Work instruction:
Copy out each line of the data that holds the string "once".
Start of Block
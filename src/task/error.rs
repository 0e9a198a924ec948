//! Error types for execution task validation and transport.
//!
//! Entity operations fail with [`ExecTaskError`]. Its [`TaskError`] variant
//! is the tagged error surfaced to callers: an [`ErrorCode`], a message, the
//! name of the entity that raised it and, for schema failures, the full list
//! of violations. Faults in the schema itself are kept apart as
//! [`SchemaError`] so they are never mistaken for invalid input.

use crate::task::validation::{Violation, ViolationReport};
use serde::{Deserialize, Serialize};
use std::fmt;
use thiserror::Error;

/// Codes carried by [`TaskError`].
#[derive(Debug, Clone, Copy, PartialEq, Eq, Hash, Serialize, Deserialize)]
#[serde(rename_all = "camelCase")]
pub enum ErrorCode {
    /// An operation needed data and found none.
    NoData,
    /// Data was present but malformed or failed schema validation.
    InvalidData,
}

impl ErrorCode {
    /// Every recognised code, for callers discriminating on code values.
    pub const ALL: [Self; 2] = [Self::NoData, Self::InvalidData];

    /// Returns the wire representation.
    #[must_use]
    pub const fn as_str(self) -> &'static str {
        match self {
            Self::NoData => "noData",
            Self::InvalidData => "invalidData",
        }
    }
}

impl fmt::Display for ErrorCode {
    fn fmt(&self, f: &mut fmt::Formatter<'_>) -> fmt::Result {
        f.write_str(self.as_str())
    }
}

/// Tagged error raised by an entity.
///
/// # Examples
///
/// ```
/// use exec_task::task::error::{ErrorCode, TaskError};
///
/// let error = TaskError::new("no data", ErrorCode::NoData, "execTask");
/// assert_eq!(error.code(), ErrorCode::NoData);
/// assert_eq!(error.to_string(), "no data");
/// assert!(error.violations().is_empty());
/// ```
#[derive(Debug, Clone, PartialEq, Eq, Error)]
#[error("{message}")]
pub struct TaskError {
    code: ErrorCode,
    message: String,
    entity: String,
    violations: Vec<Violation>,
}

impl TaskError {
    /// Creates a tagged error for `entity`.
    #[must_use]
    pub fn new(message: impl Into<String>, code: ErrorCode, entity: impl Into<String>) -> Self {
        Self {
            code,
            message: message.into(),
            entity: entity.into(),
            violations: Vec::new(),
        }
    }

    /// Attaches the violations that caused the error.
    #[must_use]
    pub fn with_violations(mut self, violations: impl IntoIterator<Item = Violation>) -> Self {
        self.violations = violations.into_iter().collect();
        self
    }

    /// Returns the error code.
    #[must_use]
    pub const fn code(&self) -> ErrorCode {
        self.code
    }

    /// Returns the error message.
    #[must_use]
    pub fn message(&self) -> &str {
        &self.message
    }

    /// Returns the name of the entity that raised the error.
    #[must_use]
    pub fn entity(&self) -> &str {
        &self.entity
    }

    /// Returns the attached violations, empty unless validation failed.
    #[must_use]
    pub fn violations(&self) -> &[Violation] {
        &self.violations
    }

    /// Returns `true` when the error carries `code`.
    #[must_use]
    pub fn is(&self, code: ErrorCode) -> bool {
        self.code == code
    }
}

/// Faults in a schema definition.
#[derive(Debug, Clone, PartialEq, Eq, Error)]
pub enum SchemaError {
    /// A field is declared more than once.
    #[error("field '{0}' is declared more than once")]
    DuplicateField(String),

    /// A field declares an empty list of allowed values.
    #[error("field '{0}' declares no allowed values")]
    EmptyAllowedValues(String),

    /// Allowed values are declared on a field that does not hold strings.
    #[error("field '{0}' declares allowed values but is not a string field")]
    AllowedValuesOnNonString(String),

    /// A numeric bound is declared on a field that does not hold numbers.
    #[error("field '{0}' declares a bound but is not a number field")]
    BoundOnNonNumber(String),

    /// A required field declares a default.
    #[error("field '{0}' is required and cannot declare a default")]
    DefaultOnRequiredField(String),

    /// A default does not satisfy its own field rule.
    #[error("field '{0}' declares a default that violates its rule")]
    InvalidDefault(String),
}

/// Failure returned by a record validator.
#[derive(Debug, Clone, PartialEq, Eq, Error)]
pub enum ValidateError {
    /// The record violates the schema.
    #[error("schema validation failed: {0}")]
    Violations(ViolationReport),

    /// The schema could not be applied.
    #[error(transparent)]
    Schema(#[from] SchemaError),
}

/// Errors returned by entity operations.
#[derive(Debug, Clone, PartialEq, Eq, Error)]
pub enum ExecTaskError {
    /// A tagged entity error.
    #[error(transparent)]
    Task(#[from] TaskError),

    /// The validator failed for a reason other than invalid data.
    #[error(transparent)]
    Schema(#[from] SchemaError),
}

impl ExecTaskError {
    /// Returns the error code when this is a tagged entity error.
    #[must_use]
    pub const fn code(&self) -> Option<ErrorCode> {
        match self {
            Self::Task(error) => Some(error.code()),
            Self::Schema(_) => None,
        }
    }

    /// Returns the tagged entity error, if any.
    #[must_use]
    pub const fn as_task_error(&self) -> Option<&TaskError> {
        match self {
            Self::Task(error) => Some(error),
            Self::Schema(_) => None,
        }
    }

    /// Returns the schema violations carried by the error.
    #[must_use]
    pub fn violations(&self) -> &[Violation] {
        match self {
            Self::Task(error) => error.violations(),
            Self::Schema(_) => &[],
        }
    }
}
End of Block
Start of Block
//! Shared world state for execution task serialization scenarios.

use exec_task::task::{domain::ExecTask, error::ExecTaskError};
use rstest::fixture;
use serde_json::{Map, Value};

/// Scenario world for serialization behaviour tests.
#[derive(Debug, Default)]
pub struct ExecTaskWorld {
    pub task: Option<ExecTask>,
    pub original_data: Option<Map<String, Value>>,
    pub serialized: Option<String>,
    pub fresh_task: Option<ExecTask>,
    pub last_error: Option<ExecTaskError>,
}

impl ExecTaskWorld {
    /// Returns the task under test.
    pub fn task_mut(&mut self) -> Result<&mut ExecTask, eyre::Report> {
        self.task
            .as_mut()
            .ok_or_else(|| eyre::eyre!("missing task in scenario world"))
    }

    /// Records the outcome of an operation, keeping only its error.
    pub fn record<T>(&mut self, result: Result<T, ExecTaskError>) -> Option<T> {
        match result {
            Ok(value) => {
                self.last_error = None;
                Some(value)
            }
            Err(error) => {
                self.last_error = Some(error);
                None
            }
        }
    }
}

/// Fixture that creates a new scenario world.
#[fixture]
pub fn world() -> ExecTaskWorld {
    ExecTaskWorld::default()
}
End of Block
Start of Block
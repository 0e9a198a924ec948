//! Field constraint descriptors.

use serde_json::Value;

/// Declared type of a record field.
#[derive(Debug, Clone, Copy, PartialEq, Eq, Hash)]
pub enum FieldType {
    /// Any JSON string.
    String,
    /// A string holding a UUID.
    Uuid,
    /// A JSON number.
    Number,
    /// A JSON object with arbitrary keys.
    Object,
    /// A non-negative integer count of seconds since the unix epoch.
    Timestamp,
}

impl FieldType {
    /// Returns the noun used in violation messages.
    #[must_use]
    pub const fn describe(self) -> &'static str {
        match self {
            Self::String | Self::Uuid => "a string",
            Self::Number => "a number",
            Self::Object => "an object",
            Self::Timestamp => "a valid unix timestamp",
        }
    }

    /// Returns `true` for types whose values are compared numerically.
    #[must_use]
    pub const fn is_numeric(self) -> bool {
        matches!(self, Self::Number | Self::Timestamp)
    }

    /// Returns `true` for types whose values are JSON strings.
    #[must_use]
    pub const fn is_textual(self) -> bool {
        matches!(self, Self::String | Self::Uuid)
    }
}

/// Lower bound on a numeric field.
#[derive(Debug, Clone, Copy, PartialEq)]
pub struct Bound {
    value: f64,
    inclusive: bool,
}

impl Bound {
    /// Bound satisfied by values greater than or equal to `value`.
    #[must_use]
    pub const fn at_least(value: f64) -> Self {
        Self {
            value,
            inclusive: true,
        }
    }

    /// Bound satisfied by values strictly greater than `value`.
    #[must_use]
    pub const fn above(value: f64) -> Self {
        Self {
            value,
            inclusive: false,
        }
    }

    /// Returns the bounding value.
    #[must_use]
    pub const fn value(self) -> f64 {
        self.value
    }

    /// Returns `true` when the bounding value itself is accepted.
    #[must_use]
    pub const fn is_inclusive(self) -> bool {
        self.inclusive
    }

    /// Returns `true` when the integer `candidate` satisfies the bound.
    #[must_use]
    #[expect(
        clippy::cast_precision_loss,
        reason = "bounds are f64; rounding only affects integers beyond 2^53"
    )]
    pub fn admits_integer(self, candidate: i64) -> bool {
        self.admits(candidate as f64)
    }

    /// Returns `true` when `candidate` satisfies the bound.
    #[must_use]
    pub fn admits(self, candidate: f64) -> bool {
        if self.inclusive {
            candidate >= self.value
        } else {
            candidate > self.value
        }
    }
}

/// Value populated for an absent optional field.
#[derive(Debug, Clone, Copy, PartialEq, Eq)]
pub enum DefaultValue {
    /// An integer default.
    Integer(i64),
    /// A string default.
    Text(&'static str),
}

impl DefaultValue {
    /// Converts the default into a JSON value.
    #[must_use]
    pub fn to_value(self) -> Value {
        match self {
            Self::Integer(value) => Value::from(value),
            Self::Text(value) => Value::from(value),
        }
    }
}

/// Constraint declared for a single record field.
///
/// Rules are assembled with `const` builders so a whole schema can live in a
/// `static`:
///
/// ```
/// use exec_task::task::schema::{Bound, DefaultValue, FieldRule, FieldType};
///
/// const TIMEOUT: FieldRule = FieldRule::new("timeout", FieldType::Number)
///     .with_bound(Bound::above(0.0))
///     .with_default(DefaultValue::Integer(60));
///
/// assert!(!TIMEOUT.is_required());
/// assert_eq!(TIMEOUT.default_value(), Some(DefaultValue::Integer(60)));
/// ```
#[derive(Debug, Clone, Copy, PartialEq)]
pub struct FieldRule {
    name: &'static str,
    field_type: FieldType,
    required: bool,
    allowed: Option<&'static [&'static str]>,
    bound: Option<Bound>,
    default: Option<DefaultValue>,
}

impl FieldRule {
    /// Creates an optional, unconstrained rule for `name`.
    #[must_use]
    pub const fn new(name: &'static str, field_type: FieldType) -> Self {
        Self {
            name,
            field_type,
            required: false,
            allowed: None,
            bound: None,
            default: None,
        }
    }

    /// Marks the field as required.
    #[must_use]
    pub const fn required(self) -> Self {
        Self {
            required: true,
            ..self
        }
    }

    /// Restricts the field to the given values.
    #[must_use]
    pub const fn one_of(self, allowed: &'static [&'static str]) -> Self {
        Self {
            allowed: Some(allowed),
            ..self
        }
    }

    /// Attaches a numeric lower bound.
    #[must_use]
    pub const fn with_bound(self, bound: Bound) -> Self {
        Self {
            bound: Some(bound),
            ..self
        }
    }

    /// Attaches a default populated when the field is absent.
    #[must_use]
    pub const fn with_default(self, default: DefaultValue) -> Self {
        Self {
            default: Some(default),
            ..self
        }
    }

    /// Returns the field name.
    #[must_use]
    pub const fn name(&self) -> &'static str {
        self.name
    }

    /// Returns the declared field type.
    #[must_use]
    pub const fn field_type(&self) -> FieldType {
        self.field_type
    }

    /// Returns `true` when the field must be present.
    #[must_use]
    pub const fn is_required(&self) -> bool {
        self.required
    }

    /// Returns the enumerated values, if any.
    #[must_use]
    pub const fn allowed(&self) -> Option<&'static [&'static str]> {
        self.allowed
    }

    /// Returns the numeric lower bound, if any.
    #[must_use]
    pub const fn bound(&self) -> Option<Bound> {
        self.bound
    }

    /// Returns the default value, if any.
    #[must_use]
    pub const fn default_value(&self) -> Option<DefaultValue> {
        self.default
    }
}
End of Block
Response:
    /// A field is declared more than once.
    #[error("field '{0}' is declared more than once")]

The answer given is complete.